In some implementations, party voice may permit users to switch between a private voice channel communication session provided to a party and a public voice channel communication session that corresponds to every user in a virtual experience. Thus, the user may turn party voice features on and off. Additionally, there may be more than one private voice channel communication session associated with differing groups of users. For example, if a requesting user initiates multiple party voice communication sessions, such as a first private voice channel that provides a private communication session with a first group of users, and a second private voice channel that provides a private communication session with a second group of users.

Further, the parties may help define and implement a group communication session. In an alternative communication session implementation, a remote player receives audio using an audio input device, replicates the audio using an audio emitter device, and the audio is received by an audio listener of a local player. The audio listener provides the audio to the audio output of the local player.

As an alternative implementation in which there are multiple parties that form teams (such as a blue team and a red team), when using a party voice feature, local players may receive audio output sent by members of the same team. For example, if a local player is on a blue team, the local player may receive audio output sent by blue team members and audio output sent by red team members may not be received or may be ignored. In some implementations, the audio may include an embedded signature to establish at team with which the audio is associated.
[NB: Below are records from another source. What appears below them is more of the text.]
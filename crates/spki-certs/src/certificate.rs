//! Read access to the extensions and encodings of issued certificates.
use const_oid::AssociatedOid;
use x509_cert::{
    Certificate,
    der::{Decode, EncodePem, pem::LineEnding},
    ext::pkix::{
        AuthorityKeyIdentifier, BasicConstraints, ExtendedKeyUsage, KeyUsage, SubjectAltName,
        SubjectKeyIdentifier,
    },
};

/// Convenience accessors for [`Certificate`]s.
///
/// Extensions which are absent or which fail to decode are reported as
/// [`None`].
pub trait CertificateExt {
    /// Decodes the first extension with the OID of `T`.
    fn extension<T>(&self) -> Option<T>
    where
        T: AssociatedOid + for<'a> Decode<'a>;

    /// Returns `true` if BasicConstraints marks this certificate as a CA.
    fn is_ca(&self) -> bool {
        self.extension::<BasicConstraints>()
            .is_some_and(|constraints| constraints.ca)
    }

    fn basic_constraints(&self) -> Option<BasicConstraints> {
        self.extension()
    }

    fn subject_key_identifier(&self) -> Option<Vec<u8>> {
        self.extension::<SubjectKeyIdentifier>()
            .map(|skid| skid.0.as_bytes().to_vec())
    }

    fn authority_key_identifier(&self) -> Option<Vec<u8>> {
        self.extension::<AuthorityKeyIdentifier>()
            .and_then(|aki| aki.key_identifier)
            .map(|key_identifier| key_identifier.as_bytes().to_vec())
    }

    fn key_usage(&self) -> Option<KeyUsage> {
        self.extension()
    }

    fn extended_key_usage(&self) -> Option<ExtendedKeyUsage> {
        self.extension()
    }

    fn subject_alt_name(&self) -> Option<SubjectAltName> {
        self.extension()
    }

    /// The serial number as upper-case hex digits.
    fn serial_hex(&self) -> String;

    fn to_pem_string(&self, line_ending: LineEnding) -> Result<String, x509_cert::der::Error>;
}

impl CertificateExt for Certificate {
    fn extension<T>(&self) -> Option<T>
    where
        T: AssociatedOid + for<'a> Decode<'a>,
    {
        self.tbs_certificate
            .extensions
            .iter()
            .flatten()
            .find(|extension| extension.extn_id == T::OID)
            .and_then(|extension| T::from_der(extension.extn_value.as_bytes()).ok())
    }

    fn serial_hex(&self) -> String {
        hex::encode_upper(self.tbs_certificate.serial_number.as_bytes())
    }

    fn to_pem_string(&self, line_ending: LineEnding) -> Result<String, x509_cert::der::Error> {
        self.to_pem(line_ending)
    }
}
Such team functionality may add additional flexibility to managing communication sessions for members of a party.

Party voice may also enable a shift between three-dimensional (3D) immersive voice in-experience communication sessions and a two-dimensional (2D) flat voice/text communication for users to interact with corresponding friends. Another possible aspect of the party voice may be an in-experience invitation or hailing signal. Such a feature may automatically detect that two friends are in the same experience together. The invitation or hailing signal may invite the friends to form a party together or may suggest and/or initiate a party voice communication session.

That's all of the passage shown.